[[ SOURCE INFORMATION open ]]

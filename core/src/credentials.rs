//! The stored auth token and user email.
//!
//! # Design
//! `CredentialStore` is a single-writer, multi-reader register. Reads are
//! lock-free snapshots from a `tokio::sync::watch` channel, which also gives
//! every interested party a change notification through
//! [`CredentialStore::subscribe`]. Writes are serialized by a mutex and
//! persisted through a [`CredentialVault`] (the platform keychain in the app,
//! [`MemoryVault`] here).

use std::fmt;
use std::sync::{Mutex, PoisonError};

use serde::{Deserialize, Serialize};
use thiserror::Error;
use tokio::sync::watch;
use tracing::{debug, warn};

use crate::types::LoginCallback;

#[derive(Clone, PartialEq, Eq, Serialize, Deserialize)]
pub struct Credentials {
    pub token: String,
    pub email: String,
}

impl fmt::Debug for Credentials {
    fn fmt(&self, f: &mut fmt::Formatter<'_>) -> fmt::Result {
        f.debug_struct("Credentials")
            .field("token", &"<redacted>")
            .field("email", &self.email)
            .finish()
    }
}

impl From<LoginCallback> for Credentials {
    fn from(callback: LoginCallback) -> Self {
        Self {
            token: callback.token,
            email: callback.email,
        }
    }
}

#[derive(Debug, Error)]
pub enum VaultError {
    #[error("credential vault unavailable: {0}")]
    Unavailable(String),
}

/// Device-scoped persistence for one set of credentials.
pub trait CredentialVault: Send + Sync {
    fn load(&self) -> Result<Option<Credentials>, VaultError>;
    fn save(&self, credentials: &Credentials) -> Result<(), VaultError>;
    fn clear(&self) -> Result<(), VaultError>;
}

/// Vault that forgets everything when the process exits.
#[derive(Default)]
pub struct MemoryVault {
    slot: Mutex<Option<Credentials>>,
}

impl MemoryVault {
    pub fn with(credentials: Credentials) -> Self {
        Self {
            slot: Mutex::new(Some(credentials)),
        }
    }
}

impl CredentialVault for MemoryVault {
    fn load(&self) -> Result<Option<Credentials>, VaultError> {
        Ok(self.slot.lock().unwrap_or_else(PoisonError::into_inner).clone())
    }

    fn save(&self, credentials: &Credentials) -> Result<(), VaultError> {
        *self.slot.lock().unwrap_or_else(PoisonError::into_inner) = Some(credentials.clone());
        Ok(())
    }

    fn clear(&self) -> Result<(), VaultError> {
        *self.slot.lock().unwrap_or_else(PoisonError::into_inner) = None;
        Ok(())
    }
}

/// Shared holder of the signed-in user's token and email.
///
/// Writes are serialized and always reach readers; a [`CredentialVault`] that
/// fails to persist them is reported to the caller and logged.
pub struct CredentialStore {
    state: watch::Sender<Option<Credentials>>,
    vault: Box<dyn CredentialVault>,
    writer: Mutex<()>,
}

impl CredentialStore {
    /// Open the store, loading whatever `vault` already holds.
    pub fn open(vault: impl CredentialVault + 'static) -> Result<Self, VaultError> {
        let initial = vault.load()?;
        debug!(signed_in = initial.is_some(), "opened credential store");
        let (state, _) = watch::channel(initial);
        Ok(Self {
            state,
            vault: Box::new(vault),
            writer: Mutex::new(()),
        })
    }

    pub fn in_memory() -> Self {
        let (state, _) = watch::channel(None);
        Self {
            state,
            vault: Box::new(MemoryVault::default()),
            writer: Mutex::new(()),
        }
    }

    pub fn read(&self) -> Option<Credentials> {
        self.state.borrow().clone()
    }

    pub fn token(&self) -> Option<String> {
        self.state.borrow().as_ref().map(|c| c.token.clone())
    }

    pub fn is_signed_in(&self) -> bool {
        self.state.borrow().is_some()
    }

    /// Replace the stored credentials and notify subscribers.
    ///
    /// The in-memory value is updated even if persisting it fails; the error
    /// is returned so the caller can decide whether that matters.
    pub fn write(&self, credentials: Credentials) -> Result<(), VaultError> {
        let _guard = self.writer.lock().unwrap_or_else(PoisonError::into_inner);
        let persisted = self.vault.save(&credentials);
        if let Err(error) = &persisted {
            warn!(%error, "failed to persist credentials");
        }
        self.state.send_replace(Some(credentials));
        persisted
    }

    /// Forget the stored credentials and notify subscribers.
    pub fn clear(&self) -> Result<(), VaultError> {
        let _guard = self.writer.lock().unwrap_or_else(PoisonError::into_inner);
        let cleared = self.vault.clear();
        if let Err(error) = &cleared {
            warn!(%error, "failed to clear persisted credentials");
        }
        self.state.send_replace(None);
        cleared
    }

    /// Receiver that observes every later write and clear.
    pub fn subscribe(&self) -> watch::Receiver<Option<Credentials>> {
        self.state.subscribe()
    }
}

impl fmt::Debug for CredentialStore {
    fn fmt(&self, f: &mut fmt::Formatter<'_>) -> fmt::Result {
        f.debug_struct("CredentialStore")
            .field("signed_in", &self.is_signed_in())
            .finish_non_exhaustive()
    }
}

[[ SOURCE INFORMATION closed ]]
[[ SOURCE INFORMATION open ]]

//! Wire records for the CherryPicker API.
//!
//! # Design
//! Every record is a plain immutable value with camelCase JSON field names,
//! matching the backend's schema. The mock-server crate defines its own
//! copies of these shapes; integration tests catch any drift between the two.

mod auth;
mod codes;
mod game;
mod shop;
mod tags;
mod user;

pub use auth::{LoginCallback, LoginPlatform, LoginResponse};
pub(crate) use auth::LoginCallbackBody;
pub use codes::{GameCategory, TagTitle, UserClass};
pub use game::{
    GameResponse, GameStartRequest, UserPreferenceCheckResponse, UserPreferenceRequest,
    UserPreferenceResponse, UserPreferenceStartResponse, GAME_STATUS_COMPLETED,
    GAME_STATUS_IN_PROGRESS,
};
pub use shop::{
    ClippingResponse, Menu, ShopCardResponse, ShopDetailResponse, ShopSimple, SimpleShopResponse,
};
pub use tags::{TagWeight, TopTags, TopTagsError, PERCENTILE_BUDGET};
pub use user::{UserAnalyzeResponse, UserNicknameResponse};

[[ SOURCE INFORMATION closed ]]

## WORK REQUIRED
Where does "warn" appear in the records above? Copy every line that has it.

## RESPONSE BOX
use tracing::{debug, warn};
            warn!(%error, "failed to persist credentials");
            warn!(%error, "failed to clear persisted credentials");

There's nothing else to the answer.